Depuis le suicide du milliardaire en prison, l'affaire affole et fascine les théoriciens du complot, qui tentent de relier les crimes du businessman disparu avec des politiciens et d'autres figures influentes.
Précisons que le simple fait d'être mentionné dans ces dossiers ne signifie pas forcément grand-chose. Rien ne prouve - encore - que Donald Trump ait participé à des activités criminelles avec son ancien camarade de sauteries. Les dossiers pénaux regorgent souvent d'identités de victimes, de témoins ainsi que d'autres personnes innocentes ayant été en contact avec des suspects dans une affaire. Prenez, par exemple, le nom du prince Harry cité dans le procès P. Diddy.
Concernant les dossiers Epstein, après avoir publié une première salve en février, le FBI et le ministère de la Justice ont retardé le processus de déclassification, pour la plus grande frustration des détectives autoproclamés d'Internet.
Alors que la date de publication de la «phase 2» reste incertaine, des élus démocrates se sont joints aux appels de plus en plus pressants pour publier la suite. Dans une lettre adressée ce jeudi à la procureure générale et au directeur du FBI, obtenue pour la première fois par Axios, des représentants ont réclamé de «clarifier immédiatement» si les allégations d'Elon Musk sont «vraies».
Mais alors? Pourquoi? Quelles sont les motivations d'Elon Musk? Et que sous-entend l'irascible patron de Tesla à l'ego blessé? D'autant que ce dernier a lui-même entretenu des liens avec Jeffrey Epstein. En 2014, il a été photographié lors d'une fête en 2014 aux côtés de Ghislaine Maxwell, la collaboratrice de longue date d'Epstein, condamnée en 2021 pour l'avoir aidé dans ses activités de trafic sexuel.
Interrogé par le Daily Beast jeudi, le biographe Michael Wolff, qui connait très bien l'affaire, a émis l'hypothèse que les dossiers Epstein pourraient effectivement receler d'éléments incriminants, photos ou documents, récupérés lors d'un raid du FBI au domicile de Jeffrey Epstein en 2019.
Le journaliste affirme avoir vu lui-même des preuves accablantes de ces années-là.
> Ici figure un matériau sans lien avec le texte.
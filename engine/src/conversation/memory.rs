//! Conversation Memory
//!
//! A bounded, oldest-first log of recent turns, rendered into the prompt as
//! one `"<label>: <text>"` line per turn. Entries are evicted from the front
//! once the bound is exceeded. Memory lives only as long as the process.

use sdk::types::Role;
use std::collections::VecDeque;

use crate::config::MemoryConfig;

/// Default bound: five user/assistant pairs
pub const DEFAULT_MAX_ENTRIES: usize = 10;

/// One stored entry
#[derive(Debug, Clone, PartialEq, Eq)]
pub struct ConversationTurn {
    pub role: Role,
    pub text: String,
}

impl ConversationTurn {
    pub fn new(role: Role, text: impl Into<String>) -> Self {
        Self {
            role,
            text: text.into(),
        }
    }
}

/// Bounded conversation history
#[derive(Debug, Clone)]
pub struct ConversationMemory {
    turns: VecDeque<ConversationTurn>,
    max_entries: usize,
    user_label: String,
    assistant_label: String,
}

impl ConversationMemory {
    /// Create an empty memory with the default bound and labels
    pub fn new() -> Self {
        Self::with_labels(DEFAULT_MAX_ENTRIES, "You", "AI")
    }

    pub fn with_labels(
        max_entries: usize,
        user_label: impl Into<String>,
        assistant_label: impl Into<String>,
    ) -> Self {
        Self {
            turns: VecDeque::with_capacity(max_entries + 2),
            max_entries,
            user_label: user_label.into(),
            assistant_label: assistant_label.into(),
        }
    }

    pub fn from_config(config: &MemoryConfig) -> Self {
        Self::with_labels(
            config.max_entries,
            config.user_label.clone(),
            config.assistant_label.clone(),
        )
    }

    /// Prompt for the next generation call: every stored turn followed by
    /// the new user turn, one per line
    pub fn render_prompt(&self, new_user_text: &str) -> String {
        let mut lines = self.lines();
        lines.push(self.format_line(Role::User, new_user_text));
        lines.join("\n")
    }

    /// Append one exchange and evict the oldest entries beyond the bound
    pub fn record(&mut self, user_text: &str, assistant_text: &str) {
        self.turns
            .push_back(ConversationTurn::new(Role::User, user_text));
        self.turns
            .push_back(ConversationTurn::new(Role::Assistant, assistant_text));

        while self.turns.len() > self.max_entries {
            self.turns.pop_front();
        }

        tracing::debug!(
            "Conversation memory holds {}/{} entries",
            self.turns.len(),
            self.max_entries
        );
    }

    /// Stored turns rendered as prompt lines, oldest first
    pub fn lines(&self) -> Vec<String> {
        self.turns
            .iter()
            .map(|turn| self.format_line(turn.role, &turn.text))
            .collect()
    }

    pub fn turns(&self) -> impl Iterator<Item = &ConversationTurn> {
        self.turns.iter()
    }

    pub fn len(&self) -> usize {
        self.turns.len()
    }

    pub fn is_empty(&self) -> bool {
        self.turns.is_empty()
    }

    pub fn max_entries(&self) -> usize {
        self.max_entries
    }

    pub fn label(&self, role: Role) -> &str {
        match role {
            Role::User => &self.user_label,
            Role::Assistant => &self.assistant_label,
        }
    }

    pub fn clear(&mut self) {
        self.turns.clear();
    }

    // A reply that already opens with its own label is not labelled twice
    fn format_line(&self, role: Role, text: &str) -> String {
        let label = self.label(role);
        let already_labelled = text
            .strip_prefix(label)
            .is_some_and(|rest| rest.starts_with(':'));

        if already_labelled {
            text.to_string()
        } else {
            format!("{}: {}", label, text)
        }
    }
}

impl Default for ConversationMemory {
    fn default() -> Self {
        Self::new()
    }
}
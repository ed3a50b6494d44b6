//! Error types and handling
//!
//! This module provides the process-level error type used by the Parley
//! engine for everything outside the turn pipeline itself: configuration,
//! credential storage, audio devices and file I/O. All errors implement the
//! `ParleyErrorExt` trait which provides user-friendly hints and indicates
//! whether errors are recoverable.
//!
//! # Security
//!
//! Error messages never carry credential values. Callers that format remote
//! service responses into an error must scrub them first.

use thiserror::Error;

/// Trait for Parley error extensions
///
/// This trait provides additional context for errors, including user-friendly
/// hints and recoverability information.
pub trait ParleyErrorExt {
    /// Returns a user-friendly hint for the error
    ///
    /// The hint is safe to print and does not contain secrets or internal
    /// implementation details.
    fn user_hint(&self) -> &str;

    /// Returns whether the error is recoverable
    ///
    /// Recoverable errors can be retried or worked around. Non-recoverable
    /// errors need the operator to change configuration or hardware.
    fn is_recoverable(&self) -> bool;
}

/// Main engine error type
///
/// # Error Categories
///
/// - **Configuration**: Invalid or missing configuration
/// - **Credentials**: Keychain and environment lookups
/// - **Audio**: Capture and playback devices
///
/// # Examples
///
/// ```
/// use sdk::errors::{EngineError, ParleyErrorExt};
///
/// let error = EngineError::AudioDevice("no input device".to_string());
/// println!("Hint: {}", error.user_hint());
/// assert!(!error.is_recoverable());
///
/// let error = EngineError::Audio("stream closed".to_string());
/// assert!(error.is_recoverable());
/// ```
#[derive(Debug, Error)]
pub enum EngineError {
    // Configuration errors
    #[error("Configuration error: {0}")]
    Config(String),

    #[error("Path expansion failed for {0:?}: {1}")]
    PathExpansion(std::path::PathBuf, String),

    // Credential errors
    #[error("Keyring error: {0}")]
    KeyringError(String),

    #[error("Missing credential: {0}")]
    MissingCredential(String),

    // Audio errors
    #[error("Audio device error: {0}")]
    AudioDevice(String),

    #[error("Audio error: {0}")]
    Audio(String),

    // Generic IO error
    #[error("IO error: {0}")]
    Io(#[from] std::io::Error),
}

impl ParleyErrorExt for EngineError {
    fn user_hint(&self) -> &str {
        match self {
            // Configuration errors
            Self::Config(_) => "Check your config.toml file for errors",
            Self::PathExpansion(_, _) => "Invalid path specified in config.toml",

            // Credential errors
            Self::KeyringError(_) => "Failed to access secure storage. Check system keychain",
            Self::MissingCredential(_) => {
                "Set PARLEY_GOOGLE_API_KEY, or run 'parley chat' to be prompted for it"
            }

            // Audio errors
            Self::AudioDevice(_) => "No usable microphone or speaker. Try 'parley chat' instead",
            Self::Audio(_) => "Audio capture or playback failed. Try again",

            // Generic IO error
            Self::Io(_) => "File system operation failed",
        }
    }

    fn is_recoverable(&self) -> bool {
        match self {
            // Non-recoverable errors
            Self::Config(_)
            | Self::PathExpansion(_, _)
            | Self::MissingCredential(_)
            | Self::AudioDevice(_) => false,

            // All other errors are potentially recoverable
            _ => true,
        }
    }
}
//! Conversation loop
//!
//! This module contains the turn orchestrator and the state it owns:
//! - Turn orchestration (listen, guard, generate, record, speak)
//! - Bounded conversation memory and prompt rendering
//! - Reply post-processing for speech output

pub mod memory;
pub mod orchestrator;
pub mod reply;

pub use memory::{ConversationMemory, ConversationTurn};
pub use orchestrator::{SessionStats, TurnOrchestrator, TurnOutcome, TurnSettings};
pub use reply::LabelStripper;
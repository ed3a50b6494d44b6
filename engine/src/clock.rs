//! Time sources for the turn pipeline
//!
//! The rate limiter reads the time through [`Clock`] and every pause in the
//! pipeline goes through [`Sleeper`], so tests drive both with a
//! [`ManualClock`] instead of waiting on the wall clock.

use async_trait::async_trait;
use std::sync::{Arc, Mutex, MutexGuard};
use std::time::{Duration, Instant};

/// Monotonic time source
pub trait Clock: Send + Sync {
    fn now(&self) -> Instant;
}

/// Something that can pause the current task
#[async_trait]
pub trait Sleeper: Send + Sync {
    async fn sleep(&self, duration: Duration);
}

/// Wall clock
#[derive(Debug, Clone, Copy, Default)]
pub struct SystemClock;

impl Clock for SystemClock {
    fn now(&self) -> Instant {
        Instant::now()
    }
}

/// Sleeps on the tokio timer
#[derive(Debug, Clone, Copy, Default)]
pub struct TokioSleeper;

#[async_trait]
impl Sleeper for TokioSleeper {
    async fn sleep(&self, duration: Duration) {
        tokio::time::sleep(duration).await;
    }
}

#[derive(Debug, Default)]
struct ManualState {
    offset: Duration,
    sleeps: Vec<Duration>,
}

/// Clock and sleeper that only move when told to
///
/// Sleeping advances the clock by the requested duration and records it, so
/// a test can assert both how often and how long the pipeline paused.
/// Clones share state.
#[derive(Debug, Clone)]
pub struct ManualClock {
    origin: Instant,
    state: Arc<Mutex<ManualState>>,
}

impl ManualClock {
    pub fn new() -> Self {
        Self {
            origin: Instant::now(),
            state: Arc::new(Mutex::new(ManualState::default())),
        }
    }

    /// Move time forward without recording a sleep
    pub fn advance(&self, by: Duration) {
        self.lock().offset += by;
    }

    /// Every duration passed to `sleep`, in call order
    pub fn sleeps(&self) -> Vec<Duration> {
        self.lock().sleeps.clone()
    }

    /// Time elapsed since the clock was created
    pub fn elapsed(&self) -> Duration {
        self.lock().offset
    }

    fn lock(&self) -> MutexGuard<'_, ManualState> {
        // A panicking test thread must not hide the recorded state from others
        self.state.lock().unwrap_or_else(|e| e.into_inner())
    }
}

impl Default for ManualClock {
    fn default() -> Self {
        Self::new()
    }
}

impl Clock for ManualClock {
    fn now(&self) -> Instant {
        self.origin + self.lock().offset
    }
}

#[async_trait]
impl Sleeper for ManualClock {
    async fn sleep(&self, duration: Duration) {
        let mut state = self.lock();
        state.offset += duration;
        state.sleeps.push(duration);
    }
}

#[cfg(test)]
mod tests {
    use super::*;

    #[test]
    fn test_manual_clock_advances() {
        let clock = ManualClock::new();
        let start = clock.now();

        clock.advance(Duration::from_secs(61));

        assert_eq!(clock.now() - start, Duration::from_secs(61));
        assert!(clock.sleeps().is_empty());
    }

    #[tokio::test]
    async fn test_manual_sleep_records_and_advances() {
        let clock = ManualClock::new();
        let shared = clock.clone();

        shared.sleep(Duration::from_secs(2)).await;
        shared.sleep(Duration::from_secs(5)).await;

        assert_eq!(
            clock.sleeps(),
            vec![Duration::from_secs(2), Duration::from_secs(5)]
        );
        assert_eq!(clock.elapsed(), Duration::from_secs(7));
    }

    #[tokio::test]
    async fn test_tokio_sleeper_zero_duration() {
        TokioSleeper.sleep(Duration::ZERO).await;
    }
}
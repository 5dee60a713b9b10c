// This Source Code Form is subject to the terms of the Mozilla Public
// License, v. 2.0. If a copy of the MPL was not distributed with this
// file, You can obtain one at http://mozilla.org/MPL/2.0/.

//! Device pages shown on the control surface.

pub mod audio_in;
pub mod mod_matrix;
pub mod osc_device;

pub use audio_in::{AudioInDevice, RouteSource};
pub use mod_matrix::{ModDestination, ModMatrixDevice};
pub use osc_device::OscDevice;

use crate::config::{DeviceDefinition, DeviceKind};
use pushpin_osc::Message;
use rosc::OscMessage;

/// What a routing switch asks for on one column.
#[derive(Debug, Clone, Copy, PartialEq, Eq)]
pub enum RouteChoice {
    Disconnect,
    /// Route from the instrument whose engine has this pid.
    Source(u32),
}

#[derive(Debug, Clone, Copy, PartialEq, Eq)]
pub struct RouteRequest {
    pub column: usize,
    pub choice: RouteChoice,
}

/// A device page of an instrument.
#[derive(Debug, Clone)]
pub enum Device {
    Osc(OscDevice),
    AudioIn(AudioInDevice),
}

impl Device {
    pub fn from_definition(def: &DeviceDefinition, instrument_label: &str) -> Self {
        match def.kind {
            DeviceKind::Osc => Device::Osc(OscDevice::from_definition(def)),
            DeviceKind::AudioIn => {
                Device::AudioIn(AudioInDevice::from_definition(def, instrument_label))
            }
        }
    }

    pub fn inner(&self) -> &OscDevice {
        match self {
            Device::Osc(d) => d,
            Device::AudioIn(d) => d.device(),
        }
    }

    pub fn inner_mut(&mut self) -> &mut OscDevice {
        match self {
            Device::Osc(d) => d,
            Device::AudioIn(d) => d.device_mut(),
        }
    }

    pub fn label(&self) -> &str {
        &self.inner().label
    }

    pub fn is_modmatrix(&self) -> bool {
        self.inner().modmatrix
    }

    pub fn select(&self) -> Vec<OscMessage> {
        self.inner().select()
    }

    /// Turn an encoder. Returns engine messages and routing requests.
    pub fn on_encoder(&mut self, index: usize, increment: i32) -> (Vec<Message>, Vec<RouteRequest>) {
        match self {
            Device::Osc(d) => (d.on_encoder(index, increment), Vec::new()),
            Device::AudioIn(d) => d.on_encoder(index, increment),
        }
    }

    pub fn query_visible(&self) -> Vec<OscMessage> {
        self.inner().query_visible()
    }

    pub fn query_all(&self) -> Vec<OscMessage> {
        self.inner().query_all()
    }

    pub fn handle(&mut self, message: &OscMessage) -> bool {
        self.inner_mut().handle(message)
    }

    pub fn page(&self) -> usize {
        self.inner().page()
    }

    pub fn set_page(&mut self, page: usize) -> bool {
        self.inner_mut().set_page(page)
    }

    pub fn next_prev(&self) -> (bool, bool) {
        self.inner().next_prev()
    }

    pub fn label_for(&self, address: &str) -> Option<&str> {
        self.inner().label_for(address)
    }

    /// The device as a mod-matrix destination, if it is one and has any targets.
    pub fn mod_destination(&self) -> Option<ModDestination> {
        if !self.is_modmatrix() {
            return None;
        }
        let controls = self.inner().mod_destinations();
        (!controls.is_empty()).then(|| ModDestination {
            label: self.label().to_string(),
            controls,
        })
    }

    /// Rebuild routing switches. No-op for plain OSC devices.
    pub fn update_routing(&mut self, sources: &[RouteSource]) {
        if let Device::AudioIn(d) = self {
            d.update(sources);
        }
    }
}
// This Source Code Form is subject to the terms of the Mozilla Public
// License, v. 2.0. If a copy of the MPL was not distributed with this
// file, You can obtain one at http://mozilla.org/MPL/2.0/.

//! Pushpin - control-surface front-end for OSC synth engines.
//!
//! Starts the configured synth engines, maps surface encoders and buttons to
//! their OSC parameters, and routes audio between them through PipeWire.

mod app;
mod audio;
mod clip_menu;
mod config;
mod controls;
mod devices;
mod engine;
mod layout;
mod osc;
mod surface;

use app::{App, Source};
use clap::Parser;
use config::ConfigManager;
use std::path::PathBuf;
use tokio::signal::unix::{signal, SignalKind};
use tokio::sync::mpsc;
use tracing::{error, info};
use tracing_subscriber::{fmt, prelude::*, EnvFilter};

#[derive(Debug, Parser)]
#[command(name = "pushpin", version, about)]
struct Cli {
    /// Directory holding settings.toml.
    #[arg(long)]
    config_dir: Option<PathBuf>,
    /// Folder with instrument definition JSON files.
    #[arg(long)]
    instruments_dir: Option<PathBuf>,
}

#[tokio::main]
async fn main() -> Result<(), Box<dyn std::error::Error>> {
    tracing_subscriber::registry()
        .with(fmt::layer())
        .with(EnvFilter::from_default_env().add_directive("pushpin=debug".parse()?))
        .init();

    let cli = Cli::parse();
    info!("Starting Pushpin");

    let config_manager = match &cli.config_dir {
        Some(dir) => ConfigManager::with_dir(dir)?,
        None => ConfigManager::new()?,
    };
    let config = config_manager.load_config()?;

    let instruments_dir = cli
        .instruments_dir
        .clone()
        .or_else(|| config.instruments.definition_folder.clone())
        .unwrap_or_else(|| config_manager.default_instruments_dir());
    let definitions =
        config_manager.load_instruments(&instruments_dir, &config.instruments.enabled)?;
    info!(
        "Loaded {} instrument definition(s) from {:?}",
        definitions.len(),
        instruments_dir
    );

    let (tx, mut rx) = mpsc::unbounded_channel();
    let surface_socket = osc::bind(config.surface.osc_port).await?;
    tokio::spawn(osc::listen(surface_socket, Source::Surface, tx.clone()));

    let refresh_interval = config.pipewire.refresh_interval();
    let (task_tx, mut task_rx) = mpsc::unbounded_channel();
    let mut app = App::new(config, definitions, task_tx)?;
    if let Err(e) = app.startup(&tx).await {
        error!("Startup failed: {}", e);
        app.shutdown();
        return Err(e.into());
    }

    let mut refresh = refresh_interval.map(tokio::time::interval);
    let mut sigterm = signal(SignalKind::terminate())?;
    let mut sigint = signal(SignalKind::interrupt())?;

    info!("Pushpin ready");
    loop {
        tokio::select! {
            Some(inbound) = rx.recv() => {
                app.handle_inbound(inbound).await;
            }
            Some(task) = task_rx.recv() => {
                app.handle_task(task);
            }
            _ = async {
                match refresh.as_mut() {
                    Some(interval) => interval.tick().await,
                    None => std::future::pending().await,
                }
            } => {
                if let Err(e) = app.refresh().await {
                    error!("Topology refresh failed: {}", e);
                }
            }
            _ = sigterm.recv() => {
                info!("Received SIGTERM, shutting down...");
                break;
            }
            _ = sigint.recv() => {
                info!("Received SIGINT, shutting down...");
                break;
            }
        }
    }

    app.shutdown();
    info!("Pushpin stopped");
    Ok(())
}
Des images que Donald Trump ne voudrait sans doute pas voir rendues publiques. «J'ai vu ces photos. Je sais qu'elles existent et je peux les décrire», allègue Michael Wolff. «Il y en a une douzaine. Celles dont je me souviens particulièrement sont celles où l'on voit des filles seins nus, d'un âge indéterminé, assises sur les genoux de Trump.»
Alors que la Maison-Blanche ne s'est pas encore exprimée sur ce violet dans le clash Trump-Musk, une chose est sûre. Le parfum toxique et nauséabond de l'affaire Epstein est loin d'avoir fini de se répandre.